Three months of sweating, laughing, crying, and playing with the cutest kids I’ve ever known had gone by. The end of my time in India was coming and I had this panicky feeling. I didn’t want to leave anything undone. I had said yes to God when I got on the plane and I wanted to end my time there the same way.
So when he put it on my heart to go to a hospital and pray over sick people, I did it. Even though I had absolutely no idea what I was doing, I did it.
I walked into this hospital with my team and immediately found it difficult to breath. I sucked in air through my mouth because the smell was so bad. I forced my feet to lead me up the stairs to the pediatric ward when all I wanted to do was run the other way. It was all I could do to keep my face smooth instead of wrinkled from grief. It was dark and damp and dirty. I kept thinking the only way anyone comes here is that they absolutely have no other option.
I made it to the room where we would be allowed to pray but all I could do was stare. My teammate budged me and whispered something like
You were the one who pushed for us to come here today, go.
But I couldn’t go. How could I? There were a hundred little faces looking at me, waiting. Waiting, for what though? Healing… Jesus… a teddy bear? Could I even give them any of that?
Honestly I just couldn’t stand them staring at me any longer so I started to move. In each bed there were two patients. With each patient was a parent. With four to a bed and a room packed with beds I had no idea where to start so I picked the one that looked the most sick.

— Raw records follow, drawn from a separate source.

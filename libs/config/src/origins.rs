//! Origin configuration

use amm::PoolKind;
use bn::DecFloatPointNumber;
use serde::{Deserialize, Serialize};
use types::Pair;

fn default_block_offsets() -> Vec<u64> {
    vec![0]
}

/// One configured data origin, tagged by `type`
#[derive(Debug, Clone, PartialEq, Serialize, Deserialize)]
#[serde(tag = "type", rename_all = "snake_case")]
pub enum OriginConfig {
    BalancerV2(BalancerV2Config),
    Curve(CurveConfig),
    UniswapV3(ContractOriginConfig),
    RocketPool(ContractOriginConfig),
    Wsteth(ContractOriginConfig),
    Static(StaticConfig),
}

impl OriginConfig {
    pub fn kind(&self) -> &'static str {
        match self {
            Self::BalancerV2(_) => "balancer_v2",
            Self::Curve(_) => "curve",
            Self::UniswapV3(_) => "uniswap_v3",
            Self::RocketPool(_) => "rocket_pool",
            Self::Wsteth(_) => "wsteth",
            Self::Static(_) => "static",
        }
    }

    /// Whether the origin reads contract state and needs an Ethereum client
    pub fn is_on_chain(&self) -> bool {
        !matches!(self, Self::Static(_))
    }

    /// Historical block offsets averaged per fetch; empty for off-chain origins
    pub fn block_offsets(&self) -> &[u64] {
        match self {
            Self::BalancerV2(config) => &config.block_offsets,
            Self::Curve(config) => &config.block_offsets,
            Self::UniswapV3(config) | Self::RocketPool(config) | Self::Wsteth(config) => &config.block_offsets,
            Self::Static(_) => &[],
        }
    }

    /// Pairs this origin is configured to serve
    pub fn pairs(&self) -> Vec<Pair> {
        match self {
            Self::BalancerV2(config) => config.pools.iter().map(|pool| pool.pair.clone()).collect(),
            Self::Curve(config) => config.pools.iter().map(|pool| pool.pair.clone()).collect(),
            Self::UniswapV3(config) | Self::RocketPool(config) | Self::Wsteth(config) => {
                config.contracts.iter().map(|contract| contract.pair.clone()).collect()
            }
            Self::Static(config) => config.prices.iter().map(|price| price.pair.clone()).collect(),
        }
    }
}

/// Pair served by a single contract
///
/// With `inverted` set the contract quotes the inverse of `pair`, so the origin also
/// answers requests for `pair.invert()`.
#[derive(Debug, Clone, PartialEq, Serialize, Deserialize)]
pub struct ContractConfig {
    pub pair: Pair,
    pub address: String,
    #[serde(default)]
    pub inverted: bool,
}

/// Origins that read one contract per pair: Uniswap V3 pools, rETH and wstETH
#[derive(Debug, Clone, PartialEq, Serialize, Deserialize)]
pub struct ContractOriginConfig {
    #[serde(default = "default_block_offsets")]
    pub block_offsets: Vec<u64>,
    #[serde(default)]
    pub contracts: Vec<ContractConfig>,
}

#[derive(Debug, Clone, PartialEq, Serialize, Deserialize)]
pub struct BalancerPoolConfig {
    pub pair: Pair,
    pub address: String,
    pub kind: PoolKind,
    #[serde(default)]
    pub inverted: bool,
}

#[derive(Debug, Clone, PartialEq, Serialize, Deserialize)]
pub struct BalancerV2Config {
    /// Vault contract; defaults to the mainnet deployment when empty
    #[serde(default)]
    pub vault: Option<String>,
    #[serde(default = "default_block_offsets")]
    pub block_offsets: Vec<u64>,
    #[serde(default)]
    pub pools: Vec<BalancerPoolConfig>,
}

/// Curve pool family, which decides the index type of `get_dy`
#[derive(Debug, Clone, Copy, PartialEq, Eq, Hash, Serialize, Deserialize)]
#[serde(rename_all = "snake_case")]
pub enum CurvePoolKind {
    StableSwap,
    CryptoSwap,
}

#[derive(Debug, Clone, PartialEq, Serialize, Deserialize)]
pub struct CurvePoolConfig {
    pub pair: Pair,
    pub address: String,
    pub kind: CurvePoolKind,
    #[serde(default)]
    pub inverted: bool,
}

#[derive(Debug, Clone, PartialEq, Serialize, Deserialize)]
pub struct CurveConfig {
    #[serde(default = "default_block_offsets")]
    pub block_offsets: Vec<u64>,
    #[serde(default)]
    pub pools: Vec<CurvePoolConfig>,
}

#[derive(Debug, Clone, PartialEq, Serialize, Deserialize)]
pub struct StaticPrice {
    pub pair: Pair,
    pub price: DecFloatPointNumber,
}

/// Constant prices, typically pegs
#[derive(Debug, Clone, PartialEq, Serialize, Deserialize)]
pub struct StaticConfig {
    #[serde(default)]
    pub prices: Vec<StaticPrice>,
}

I began to talk with the mother who told me a little about herself and her daughter. This little girl of maybe two or three had gotten into some household cleaners and was poisoned. The doctor walked by and said in passing that if she didn’t show improvement in the next 48 hours she wouldn’t survive.
I looked into the mothers eyes and saw her desperation and exhaustion. Without waiting another second I asked if I could pray.
With that, she looked at me and began to weep. She took my hands into hers and held them to her face. She rocked back and forth and wept. She completely fell apart at the seams when I offered her hope. In my own nervousness I had completely forgotten Jesus. I didn’t even mention his name or tell her who my God is. But when she heard that there might be hope, she lost it.
The tiniest sliver of hope was more than she could bear.
It reminds me of Job 14…
“For there is hope for a tree,
If it is cut down, that it will sprout again,
And that its tender shoots will not cease.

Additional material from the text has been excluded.